Notwithstanding the provisions of this Section 7, no Underwriter shall be
required to contribute any amount in excess of the underwriting discount
received by it.
8. Default of Underwriters. If any Underwriter or Underwriters
-----------------------
participating in an offering of Certificates default in their obligations to
purchase Certificates hereunder and the aggregate principal amount of such
Certificates which such defaulting Underwriter or Underwriters agreed, but
failed, to purchase does not exceed 10% of the total principal amount of the
Certificates, the Representative may make arrangements satisfactory to the
Transferor for the purchase of such Certificates by other persons, including any
of the Underwriters participating in such offering, but if no such arrangements
are made within a period of 36 hours after the Closing Date, the non-defaulting
Underwriters shall be obligated severally, in proportion to their respective
total commitments hereunder, to purchase the Certificates which such defaulting
Underwriters agreed but failed to purchase. If any Under-writer or Underwriters
so default and the aggregate principal amount of Certificates with
-26-
respect to which such default or defaults occur is more than 10% of the total
principal amount of the Certificates and arrangements satisfactory to the
Representative and the Transferor for the purchase of such Certificates by other
persons are not made within 36 hours after such default, this Agreement will
terminate without liability on the part of any non-defaulting Underwriter or the
Transferor, except as provided in Section 10. As used in this Agreement, the
term "Underwriter" includes any person substituted for an Underwriter under this
Section. Nothing herein will relieve a defaulting Underwriter from liability
for its default.
9. Termination of the Obligations of the Underwriters. The
--------------------------------------------------
obligations of the Underwriters to purchase the Certificates on the Closing Date
shall be terminable by the Underwriters by written notice delivered to the
Transferor if at any time on or prior to the Closing Date (i) trading in
securities generally on the New York Stock Exchange shall have been suspended or
materially limited, or there shall have been any setting of minimum prices for
trading on such exchange of the securities of Saks or any suspension of trading
of the securities of Saks on any exchange or in the over-the-counter market,
(ii) a general moratorium on commercial banking activities shall have been
declared by any applicable Federal or State authorities, (iii) there shall have
occurred any material outbreak or escalation of hostilities or other calamity or
crisis, the effect of which on the financial markets of the United States is
such as to make it, in the reasonable judgment of the Representative, as
representative of the Underwriters, impracticable to market the Certificates on
the terms and in the manner contemplated in the Prospectus, (iv) the rating of
another Series or Class, or a class of securities shall have been reduced or
withdrawn, which reduction or withdrawal, in the judgment of the Representative,
makes it impracticable to market the Certificates on the terms and in the manner
contemplated in the Prospectus, (v) any public announcement that any "nationally
recognized statistical rating organization" (as defined for purposes of Rule
436(g) under the Securities Act) has under surveillance or review its rating of
the debt securities of either the Transferor or the Servicer (other than an
announcement with positive implications of a possible upgrading and no
implication of a possible downgrading or such rating), or (vi) any change or any
development involving a prospective change, materially and adversely affecting
(A) the Trust Property taken as whole or (B) the business or properties of the
Transferor or Saks occurs, which, in the reasonable judgment of the
Representative, as representative of the Underwriters, in the case of either (A)

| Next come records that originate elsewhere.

//! Integration tests for Scholar Fanout
//!
//! Each provider is served by a local mockito server so the adapters and
//! the aggregator run against real HTTP without touching the network.

use mockito::{Matcher, Server, ServerGuard};
use scholar_fanout::models::{PublicationYear, SourceKind};
use scholar_fanout::sources::{ArxivSource, OpenAlexSource, SemanticScholarSource, Source};
use scholar_fanout::utils::{apply_view, format_bibtex, HttpClient, ScriptFilter, ViewOptions};
use scholar_fanout::{Aggregator, SourceError};
use std::sync::Arc;
use std::time::Duration;

const S2_BODY: &str = r#"{
    "total": 2,
    "data": [
        {
            "paperId": "s2-a",
            "title": "Graph Attention Networks",
            "authors": [{"name": "Petar Velickovic"}, {"name": "Guillem Cucurull"}],
            "year": 2018,
            "abstract": "We present graph attention networks.",
            "tldr": null,
            "url": "https://www.semanticscholar.org/paper/s2-a",
            "citationCount": 9000,
            "isOpenAccess": true
        },
        {
            "paperId": "s2-b",
            "title": "グラフニューラルネットワーク入門",
            "authors": {"name": "山田 太郎"},
            "year": 2021,
            "citationCount": 3,
            "isOpenAccess": false
        }
    ]
}"#;

const ARXIV_BODY: &str = r#"<?xml version="1.0" encoding="UTF-8"?>
<feed xmlns="http://www.w3.org/2005/Atom">
  <title>arXiv Query: search_query=all:graph</title>
  <id>http://arxiv.org/api/q</id>
  <updated>2024-01-01T00:00:00Z</updated>
  <entry>
    <id>http://arxiv.org/abs/1710.10903v3</id>
    <updated>2018-02-04T00:00:00Z</updated>
    <published>2017-10-30T00:00:00Z</published>
    <title>Graph Attention Networks</title>
    <summary>We present graph attention networks (GATs).</summary>
    <author><name>Petar Velickovic</name></author>
  </entry>
</feed>"#;

const OPENALEX_BODY: &str = r#"{
    "meta": {"count": 3},
    "results": [
        {
            "id": "https://openalex.org/W1",
            "doi": "https://doi.org/10.1000/w1",
            "title": "Semi-Supervised Classification with Graph Convolutional Networks",
            "publication_year": 2016,
            "authorships": [{"author": {"display_name": "Thomas Kipf"}}],
            "abstract_inverted_index": {"We": [0], "present": [1]},
            "cited_by_count": 20000,
            "open_access": {"is_oa": true}
        },
        {
            "id": "https://openalex.org/W2",
            "title": "Second Work",
            "publication_year": 2020,
            "authorships": [],
            "cited_by_count": 10,
            "primary_location": {"landing_page_url": "https://example.org/w2"}
        },
        {
            "id": "https://openalex.org/W3",
            "title": "Third Work",
            "publication_year": 2019,
            "cited_by_count": null
        }
    ]
}"#;

fn client() -> HttpClient {
    HttpClient::with_timeout(Duration::from_secs(5)).unwrap()
}

async fn mock_json(
    server: &mut ServerGuard,
    path: &str,
    status: usize,
    body: &str,
) -> mockito::Mock {
    server
        .mock("GET", Matcher::Regex(format!("^{}", path)))
        .match_query(Matcher::Any)
        .with_status(status)
        .with_header("content-type", "application/json")
        .with_body(body)
        .create_async()
        .await
}

async fn mock_atom(server: &mut ServerGuard, path: &str, body: &str) -> mockito::Mock {
    server
        .mock("GET", Matcher::Regex(format!("^{}", path)))
        .match_query(Matcher::Any)
        .with_status(200)
        .with_header("content-type", "application/atom+xml")
        .with_body(body)
        .create_async()
        .await
}

fn aggregator_for(server: &ServerGuard) -> Aggregator {
    let client = client();
    let root = server.url();
    let semantic =
        SemanticScholarSource::new(client.clone()).with_base_url(format!("{}/s2", root));
    let arxiv =
        ArxivSource::new(client.clone()).with_base_url(format!("{}/arxiv/api/query", root));
    let openalex = OpenAlexSource::new(client).with_base_url(format!("{}/oa", root));
    let sources: Vec<Arc<dyn Source>> =
        vec![Arc::new(semantic), Arc::new(arxiv), Arc::new(openalex)];
    Aggregator::new(sources)
}

#[tokio::test]
async fn test_semantic_scholar_request_and_parse() {
    let mut server = Server::new_async().await;
    let mock = server
        .mock("GET", "/paper/search")
        .match_query(Matcher::AllOf(vec![
            Matcher::UrlEncoded("query".into(), "graph attention".into()),
            Matcher::UrlEncoded("limit".into(), "10".into()),
        ]))
        .match_header("x-api-key", "secret")
        .with_status(200)
        .with_body(S2_BODY)
        .create_async()
        .await;

    let source = SemanticScholarSource::new(client())
        .with_base_url(server.url())
        .with_api_key(Some("secret".to_string()));
    let records = source.fetch_records("graph attention", 10).await;

    mock.assert_async().await;
    assert_eq!(records.len(), 2);
    assert_eq!(records[0].citation_count(), Some(9000));
    assert_eq!(records[1].authors().len(), 1);
    assert_eq!(records[1].year(), PublicationYear::Known(2021));
}

#[tokio::test]
async fn test_arxiv_request_and_parse() {
    let mut server = Server::new_async().await;
    let mock = server
        .mock("GET", "/api/query")
        .match_query(Matcher::AllOf(vec![
            Matcher::UrlEncoded("search_query".into(), "all:graph attention".into()),
            Matcher::UrlEncoded("start".into(), "0".into()),
            Matcher::UrlEncoded("max_results".into(), "7".into()),
        ]))
        .with_status(200)
        .with_body(ARXIV_BODY)
        .create_async()
        .await;

    let source = ArxivSource::new(client()).with_base_url(format!("{}/api/query", server.url()));
    let records = source.fetch_records("graph attention", 7).await;

    mock.assert_async().await;
    assert_eq!(records.len(), 1);
    assert_eq!(records[0].source(), SourceKind::Arxiv);
    assert_eq!(records[0].url(), "http://arxiv.org/abs/1710.10903v3");
    assert_eq!(records[0].year(), PublicationYear::Known(2017));
    assert!(records[0].is_open_access());
}

#[tokio::test]
async fn test_openalex_request_and_parse() {
    let mut server = Server::new_async().await;
    let mock = server
        .mock("GET", "/works")
        .match_query(Matcher::AllOf(vec![
            Matcher::UrlEncoded("search".into(), "graphs".into()),
            Matcher::UrlEncoded("per_page".into(), "10".into()),
        ]))
        .with_status(200)
        .with_body(OPENALEX_BODY)
        .create_async()
        .await;

    let source = OpenAlexSource::new(client()).with_base_url(server.url());
    let records = source.fetch_records("graphs", 10).await;

    mock.assert_async().await;
    assert_eq!(records.len(), 3);
    assert_eq!(records[0].url(), "https://doi.org/10.1000/w1");
    assert_eq!(records[0].abstract_text(), Some("We present"));
    assert_eq!(records[1].url(), "https://example.org/w2");
    assert_eq!(records[2].url(), "https://openalex.org/W3");
}

#[tokio::test]
async fn test_http_error_is_reported_by_search_and_swallowed_by_fetch() {
    let mut server = Server::new_async().await;
    let _mock = mock_json(&mut server, "/works", 500, r#"{"error": "boom"}"#).await;

    let source = OpenAlexSource::new(client()).with_base_url(server.url());
    let query = scholar_fanout::SearchQuery::new("graphs");

    assert!(matches!(source.search(&query).await, Err(SourceError::Api(_))));
    assert!(source.fetch_records("graphs", 10).await.is_empty());
}

#[tokio::test]
async fn test_aggregator_interleaves_sources() {
    let mut server = Server::new_async().await;
    let _s2 = mock_json(&mut server, "/s2/paper/search", 200, S2_BODY).await;
    let _arxiv = mock_atom(&mut server, "/arxiv/api/query", ARXIV_BODY).await;
    let _oa = mock_json(&mut server, "/oa/works", 200, OPENALEX_BODY).await;

    let records = aggregator_for(&server).search("graph").await.unwrap();

    let order: Vec<(SourceKind, &str)> =
        records.iter().map(|r| (r.source(), r.identifier())).collect();
    assert_eq!(
        order,
        vec![
            (SourceKind::SemanticScholar, "s2-a"),
            (SourceKind::Arxiv, "http://arxiv.org/abs/1710.10903v3"),
            (SourceKind::OpenAlex, "https://openalex.org/W1"),
            (SourceKind::SemanticScholar, "s2-b"),
            (SourceKind::OpenAlex, "https://openalex.org/W2"),
            (SourceKind::OpenAlex, "https://openalex.org/W3"),
        ]
    );
}

#[tokio::test]
async fn test_aggregator_survives_failing_source() {
    let mut server = Server::new_async().await;
    let _s2 = mock_json(&mut server, "/s2/paper/search", 500, "{}").await;
    let _arxiv = mock_atom(&mut server, "/arxiv/api/query", ARXIV_BODY).await;
    let _oa = mock_json(&mut server, "/oa/works", 200, "not json").await;

    let response = aggregator_for(&server).search_detailed("graph").await.unwrap();

    assert_eq!(response.records.len(), 1);
    assert_eq!(response.records[0].source(), SourceKind::Arxiv);
    let failed: Vec<SourceKind> = response
        .reports
        .iter()
        .filter(|r| !r.succeeded())
        .map(|r| r.source)
        .collect();
    assert_eq!(failed, vec![SourceKind::SemanticScholar, SourceKind::OpenAlex]);
}

#[tokio::test]
async fn test_views_and_export_over_merged_results() {
    let mut server = Server::new_async().await;
    let _s2 = mock_json(&mut server, "/s2/paper/search", 200, S2_BODY).await;
    let _arxiv = mock_atom(&mut server, "/arxiv/api/query", ARXIV_BODY).await;
    let _oa = mock_json(&mut server, "/oa/works", 200, OPENALEX_BODY).await;

    let records = aggregator_for(&server).search("graph").await.unwrap();

    let popular = apply_view(
        &records,
        &ViewOptions {
            script: None,
            sort_by_popularity: true,
        },
    );
    assert_eq!(popular[0].identifier(), "https://openalex.org/W1");
    assert_eq!(popular[1].identifier(), "s2-a");
    assert_eq!(popular.len(), records.len());

    let japanese = apply_view(
        &records,
        &ViewOptions {
            script: Some(ScriptFilter::japanese()),
            sort_by_popularity: false,
        },
    );
    assert_eq!(japanese.len(), 1);
    assert_eq!(japanese[0].identifier(), "s2-b");

    let bibtex = format_bibtex(&records[1]);
    assert!(bibtex.starts_with("@article{arxiv_2017,"));
    assert!(bibtex.contains("author = {Petar Velickovic}"));
}

#[tokio::test]
async fn test_blank_query_makes_no_requests() {
    let mut server = Server::new_async().await;
    let s2 = server
        .mock("GET", Matcher::Any)
        .expect(0)
        .create_async()
        .await;

    let result = aggregator_for(&server).search("  ").await;

    assert!(matches!(result, Err(SourceError::InvalidRequest(_))));
    s2.assert_async().await;
}

#[test]
fn test_records_serialize_with_stable_field_names() {
    let record = scholar_fanout::models::RecordBuilder::new(
        "W1",
        "Title",
        "https://example.org",
        SourceKind::OpenAlex,
    )
    .authors(["Ada Lovelace"])
    .citation_count(Some(4))
    .build()
    .unwrap();

    let json = serde_json::to_value(&record).unwrap();
    assert_eq!(json["source"], "openalex");
    assert_eq!(json["citationCount"], 4);
    assert_eq!(json["isOpenAccess"], false);
    assert!(json["year"].is_null());
    assert!(json["abstract"].is_null());
}

#[tokio::test]
async fn test_null_author_containers_do_not_drop_records() {
    let mut server = Server::new_async().await;
    let _s2 = mock_json(
        &mut server,
        "/s2/paper/search",
        200,
        r#"{"data": [{"paperId": "p1", "title": "Anonymous", "authors": null}]}"#,
    )
    .await;
    let _arxiv = mock_atom(&mut server, "/arxiv/api/query", ARXIV_BODY).await;
    let _oa = mock_json(
        &mut server,
        "/oa/works",
        200,
        r#"{"results": [{"id": "W9", "title": "Orphan", "authorships": [null]}]}"#,
    )
    .await;

    let records = aggregator_for(&server).search("graph").await.unwrap();

    let ids: Vec<&str> = records.iter().map(|r| r.identifier()).collect();
    assert_eq!(ids, vec!["p1", "http://arxiv.org/abs/1710.10903v3", "W9"]);
    assert!(records[0].authors().is_empty());
    assert!(records[2].authors().is_empty());
}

or (B), makes it impracticable to market the Certificates on the terms and in
the manner contemplated in the Prospectus. If this Agreement is terminated
pursuant to this Section, such termination shall be without liability of any
party to any other party.
10. Survival of Certain Representations and Obligations. The
---------------------------------------------------
respective indemnities, agreements, representations, warranties and other
statements by the Transferor
-27-
or its officers and of the several Underwriters set forth in or made pursuant to
this Agreement will remain in full force and effect, regardless of any
investigation, or statement as to the results thereof, made by or on behalf of
the Underwriters, the Transferor or any of their respective officers or
directors or any controlling person, and will survive delivery of and payment
for the Certificates.
If this Agreement is terminated pursuant to Sections 8 or 9 or if for
any reason the purchase of the Certificates by the Underwriters is not
consummated, the Transferor shall remain responsible for the expenses to be paid
or reimbursed by it pursuant to Section 5(f), and the obligations of the
Transferor and the Underwriters pursuant to Section 7 shall remain in effect.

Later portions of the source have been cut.